Job tied to a tool/industry. I was never sure why this matters so much. The ability to learn a new tool to get the job done is under-appreciated. I have worked in finance/retail/media and government BI. But I have been told I am not skilled enough to work in x industry or with y tool that varies slightly. Add to this jobs where I see people with masters or PhD level education doing BI Analyst work. People are on-average under-utilized, in my opinion.

BI testing. The most boring, manual, but most necessary part of any BI project.

Testing SQL business logic is painful because of the lack of automated testing solutions used across companies .

Testing with popular tools (PowerBI, Tableau) is nearly always manual . (Good luck testing complex finance dashboards with complex DAX business logic.)

Source system testing is non-existent. (What happens if you change the time zone in a source finance application.

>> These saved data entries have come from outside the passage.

//! Per-run heap meter.
//!
//! Every string and list a program creates holds a [`Charge`] against the
//! run's [`Heap`]; the charge is credited back when the object is dropped.
//! Allocation sites call [`Heap::ensure`] before building large values so
//! that a request like `[0] * 10**9` fails before any memory is touched.

use crate::runtime::value::ListObj;
use std::cell::{Cell, RefCell};
use std::fmt;
use std::rc::{Rc, Weak};

/// Accounted cost of any heap object beyond its payload
pub const OBJECT_OVERHEAD: u64 = 64;

/// Accounted cost of one list slot
pub const SLOT_SIZE: u64 = std::mem::size_of::<crate::runtime::value::Value>() as u64;

const PRUNE_THRESHOLD: usize = 64;

#[derive(Clone, Copy, Debug, PartialEq, Eq)]
pub struct MemoryExceeded;

impl fmt::Display for MemoryExceeded {
    fn fmt(&self, f: &mut fmt::Formatter<'_>) -> fmt::Result {
        write!(f, "memory limit exceeded")
    }
}

pub struct Heap {
    limit: u64,
    used: Cell<u64>,
    peak: Cell<u64>,
    /// Every list created during the run, so cycles can be broken at teardown
    lists: RefCell<Vec<Weak<ListObj>>>,
}

impl Heap {
    pub fn new(limit: u64) -> Rc<Self> {
        Rc::new(Self {
            limit,
            used: Cell::new(0),
            peak: Cell::new(0),
            lists: RefCell::new(Vec::new()),
        })
    }

    pub fn limit(&self) -> u64 {
        self.limit
    }

    pub fn used(&self) -> u64 {
        self.used.get()
    }

    pub fn peak(&self) -> u64 {
        self.peak.get()
    }

    pub fn remaining(&self) -> u64 {
        self.limit.saturating_sub(self.used.get())
    }

    /// Fail if `bytes` more could not be charged right now
    pub fn ensure(&self, bytes: u64) -> Result<(), MemoryExceeded> {
        match self.used.get().checked_add(bytes) {
            Some(total) if total <= self.limit => Ok(()),
            _ => Err(MemoryExceeded),
        }
    }

    pub fn charge(self: &Rc<Self>, bytes: u64) -> Result<Charge, MemoryExceeded> {
        self.debit(bytes)?;
        Ok(Charge {
            heap: Rc::clone(self),
            bytes,
        })
    }

    fn debit(&self, bytes: u64) -> Result<(), MemoryExceeded> {
        self.ensure(bytes)?;
        let used = self.used.get() + bytes;
        self.used.set(used);
        if used > self.peak.get() {
            self.peak.set(used);
        }
        Ok(())
    }

    fn credit(&self, bytes: u64) {
        self.used.set(self.used.get().saturating_sub(bytes));
    }

    pub fn track_list(&self, list: &Rc<ListObj>) {
        let mut lists = self.lists.borrow_mut();
        if lists.len() >= PRUNE_THRESHOLD && lists.len().is_power_of_two() {
            lists.retain(|weak| weak.strong_count() > 0);
        }
        lists.push(Rc::downgrade(list));
    }

    /// Empty every list still alive. Reference cycles between lists are
    /// broken here, and no drop recurses because all of them are held
    /// strongly while their contents are released.
    pub fn release_all(&self) {
        let live: Vec<Rc<ListObj>> = self
            .lists
            .borrow_mut()
            .drain(..)
            .filter_map(|weak| weak.upgrade())
            .collect();
        for list in &live {
            list.clear();
        }
    }
}

/// A live debit against a [`Heap`]
pub struct Charge {
    heap: Rc<Heap>,
    bytes: u64,
}

impl Charge {
    pub fn bytes(&self) -> u64 {
        self.bytes
    }

    /// Extend this charge in place
    pub fn grow(&mut self, extra: u64) -> Result<(), MemoryExceeded> {
        self.heap.debit(extra)?;
        self.bytes += extra;
        Ok(())
    }
}

impl Drop for Charge {
    fn drop(&mut self) {
        self.heap.credit(self.bytes);
    }
}

impl fmt::Debug for Charge {
    fn fmt(&self, f: &mut fmt::Formatter<'_>) -> fmt::Result {
        f.debug_struct("Charge").field("bytes", &self.bytes).finish()
    }
}

#[cfg(test)]
mod tests {
    use super::*;
    use crate::runtime::value::Value;

    #[test]
    fn test_charge_and_credit() {
        let heap = Heap::new(1000);
        let a = heap.charge(400).unwrap();
        let b = heap.charge(500).unwrap();
        assert_eq!(heap.used(), 900);
        assert_eq!(heap.charge(200).unwrap_err(), MemoryExceeded);
        drop(a);
        assert_eq!(heap.used(), 500);
        assert_eq!(heap.peak(), 900);
        drop(b);
        assert_eq!(heap.used(), 0);
    }

    #[test]
    fn test_ensure_does_not_debit() {
        let heap = Heap::new(100);
        assert!(heap.ensure(100).is_ok());
        assert!(heap.ensure(101).is_err());
        assert!(heap.ensure(u64::MAX).is_err());
        assert_eq!(heap.used(), 0);
    }

    #[test]
    fn test_grow() {
        let heap = Heap::new(100);
        let mut charge = heap.charge(10).unwrap();
        charge.grow(80).unwrap();
        assert!(charge.grow(20).is_err());
        assert_eq!(charge.bytes(), 90);
        drop(charge);
        assert_eq!(heap.used(), 0);
    }

    #[test]
    fn test_release_all_breaks_cycles() {
        let heap = Heap::new(1 << 20);
        let list = ListObj::new(&heap, vec![Value::None]).unwrap();
        list.set(0, Value::List(Rc::clone(&list)));
        let weak = Rc::downgrade(&list);
        drop(list);
        // The self-reference keeps it alive.
        assert!(weak.upgrade().is_some());
        heap.release_all();
        assert!(weak.upgrade().is_none());
        assert_eq!(heap.used(), 0);
    }
}
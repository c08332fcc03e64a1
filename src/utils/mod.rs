//! Utilities
//!
//! Bounded output collection shared by both execution backends.

pub mod output;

Does all the data for the user we extract change at a DB level as well?)

ETL testing (good luck testing 100+ SSIS packages).

Data Warehouse testing: all too often, complex business logic is piled on top of existing logic due to source system upgrades. cube/dashboard testing. No automated solutions exist. Mainly manual.

It’s rare to find business users who will agree to do testing properly. I have seen business users resign from jobs rather than sit and test large amounts of data manually.

While a career in BI is still very attractive to knowledge workers, I wanted to share the pitfalls. I hope my experience helps others. The space still has some maturing to do. If you get with the right organization, it can still be a great career. If they let you use the right data analysis tools, it can still be a win. The key is being able to quickly understand the environment and make quick decisions.

As an employee, you should be watchful for this, but you do have some choices . As a consultant – as I was/am – you’ll often get dragged into some of the worst environments to help fix things.

Expect that.

One can easily find themselves stuck cleaning data in Google Sheets for most of each day. It’s important to recognize the signs and signals of a good BI vs. a bad BI environment. My advice: look for places where business users are actively involved in BI projects. Companies that invest in their data, and in advanced AI tools. Places where they actually care about the outcome and respect the work you do. Because it’s important. You’re important.

Good luck out there.

The statements above first appeared in the r/BusinessIntelligence subreddit.